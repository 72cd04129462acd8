//! Runtime settings for the server and its SQLite binding.

use std::net::SocketAddr;

/// Static location of the database file used when `DATABASE_URL` is unset.
pub const DEFAULT_DATABASE_URL: &str = "sqlite://./sql_app.db";
pub const DEFAULT_MAX_CONNECTIONS: u32 = 5;
pub const DEFAULT_BIND_ADDR: &str = "127.0.0.1:8000";
pub const DEFAULT_BODY_LIMIT_BYTES: usize = 64 * 1024;

#[derive(Clone, Debug)]
pub struct AppConfig {
    pub database_url: String,
    pub max_connections: u32,
    pub bind_addr: SocketAddr,
    /// Upper bound on request bodies, enforced by the router.
    pub body_limit_bytes: usize,
}

impl AppConfig {
    /// Config pointing at `database_url` with every other field defaulted.
    pub fn with_database_url(database_url: impl Into<String>) -> Self {
        AppConfig {
            database_url: database_url.into(),
            ..AppConfig::default()
        }
    }
}

impl Default for AppConfig {
    fn default() -> Self {
        AppConfig {
            database_url: DEFAULT_DATABASE_URL.to_string(),
            max_connections: DEFAULT_MAX_CONNECTIONS,
            bind_addr: SocketAddr::from(([127, 0, 0, 1], 8000)),
            body_limit_bytes: DEFAULT_BODY_LIMIT_BYTES,
        }
    }
}
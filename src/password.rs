//! Argon2id password hashing. Stored values are PHC strings carrying their own salt and parameters.

use crate::error::AppError;
use argon2::password_hash::rand_core::OsRng;
use argon2::password_hash::{PasswordHash, PasswordHasher, PasswordVerifier, SaltString};
use argon2::Argon2;

/// Hash `password` with a fresh random salt.
pub fn hash_password(password: &str) -> Result<String, AppError> {
    let salt = SaltString::generate(&mut OsRng);
    Argon2::default()
        .hash_password(password.as_bytes(), &salt)
        .map(|h| h.to_string())
        .map_err(|e| AppError::PasswordHash(format!("hashing failed: {e}")))
}

/// Check `password` against a stored PHC string. A malformed hash is an error, a mismatch is `false`.
pub fn verify_password(password: &str, stored: &str) -> Result<bool, AppError> {
    let parsed = PasswordHash::new(stored)
        .map_err(|e| AppError::PasswordHash(format!("stored hash unreadable: {e}")))?;
    Ok(Argon2::default()
        .verify_password(password.as_bytes(), &parsed)
        .is_ok())
}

==========

_ACTION ITEM_.
Restate the entries above word for word, beginning with their first line and ending with the line holding "pub const DEFAULT_MAX_CONNECTIONS: u32 = 5;"; omit everything else.

_SOLUTION TO THIS PROBLEM_.
repository 72cd04129462acd8
//! Runtime settings for the server and its SQLite binding.

use std::net::SocketAddr;

/// Static location of the database file used when `DATABASE_URL` is unset.
pub const DEFAULT_DATABASE_URL: &str = "sqlite://./sql_app.db";
pub const DEFAULT_MAX_CONNECTIONS: u32 = 5;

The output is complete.